Experts link the rise in number of Pakistani
workers traveling to Saudi Arabia to ongoing development projects in the Kingdom
under its Vision 2030, which they say have created strong demand for skilled and
semi-skilled foreign labor.
Saudi Arabia’s hosting of the 2034 FIFA World Cup
is further fueling demand for foreign labor, amid construction of large
stadiums, transport networks and hospitality infrastructure in the Kingdom.
Meanwhile, Pakistan’s human resource exports to
the UAE declined sharply by 65 percent from 1.32 million to 463,000 from 2020
till 2024, while Qatar more than doubled its intake from 74,000 to 170,000
Pakistani workers, reflecting shifting labor dynamics across the Gulf region.
To meet Saudi Arabia’s labor needs, Pakistan has
partnered with Takamol, a Pakistani skill verification program, and its National
Vocational and Technical Training Commission is certifying workers in 62 skilled
categories, ranging from construction to technical services.

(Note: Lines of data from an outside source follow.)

use enso_markup::{Attribute, Dom, NodeId};

use super::{attribute_name, has_prefix, CompileContext, DirectiveParser};
use crate::error::CompileError;
use crate::expr::Interpolated;
use crate::runtime::ProcessContext;
use crate::template::{AttributeBinding, NodeDefinition};

/// `:name="…"`: keeps an attribute in sync with an interpolation.
///
/// `true` renders as a valueless attribute, falsy results remove it.
#[derive(Debug, Default)]
pub struct AttributeParser;

impl DirectiveParser for AttributeParser {
    fn name(&self) -> &str {
        "attribute"
    }

    fn matches(&self, dom: &Dom, node: NodeId, attribute: Option<&Attribute>) -> bool {
        dom.is_element(node) && has_prefix(attribute, ':')
    }

    fn preprocess(
        &self,
        cx: &mut CompileContext<'_>,
        def: &mut NodeDefinition,
        node: NodeId,
        attribute: Option<&Attribute>,
    ) -> Result<bool, CompileError> {
        let Some(attribute) = attribute else {
            return Ok(false);
        };
        def.attrs.push(AttributeBinding {
            name: attribute_name(attribute),
            interpolation: cx.registry().interpolation(&attribute.value)?,
        });
        cx.dom_mut().remove_attribute(node, &attribute.name);
        Ok(true)
    }

    fn process(&self, def: &NodeDefinition, cx: &mut ProcessContext<'_>, node: NodeId) {
        for binding in &def.attrs {
            let name = binding.name.clone();
            let template = binding.interpolation.clone();
            let dependencies = binding.interpolation.dependencies();
            let effect = cx.bind(dependencies, node, None, move |cx, effect| {
                match cx.evaluate(&template) {
                    Interpolated::True => cx.dom_mut().set_attribute(effect.node, &name, ""),
                    Interpolated::Text(text) => cx.dom_mut().set_attribute(effect.node, &name, text),
                    Interpolated::Falsy => {
                        cx.dom_mut().remove_attribute(effect.node, &name);
                    }
                }
            });
            cx.run(&effect);
        }
    }
}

Speaking to Arab News, Masood Ahmad, CEO of M.Pak
Makkah Manpower Services, said his firm alone dispatched 2,000 workers to Saudi
Arabia this year.
“The defense pact has boosted Saudi employers’
confidence in Pakistani workers as both countries deepen cooperation,” he said,
highlighting a growing demand for health care professionals and delivery
drivers.
Akbar dismissed concerns about “brain
drain” and called overseas employment a “national achievement.” Pakistan’s
surplus labor should be seen as an economic resource that brings home
remittances, knowledge and technical skills, he added.
Remittances remain a cornerstone of Pakistan’s
external finances, providing hard currency that supports household consumption,
narrows the current-account deficit, and strengthens foreign exchange reserves.
In the last fiscal year, Pakistan recorded $38.3
billion workers’ remittances — an $8 billion increase from the previous year,
surpassing the country’s $7 billion International Monetary Fund loan program.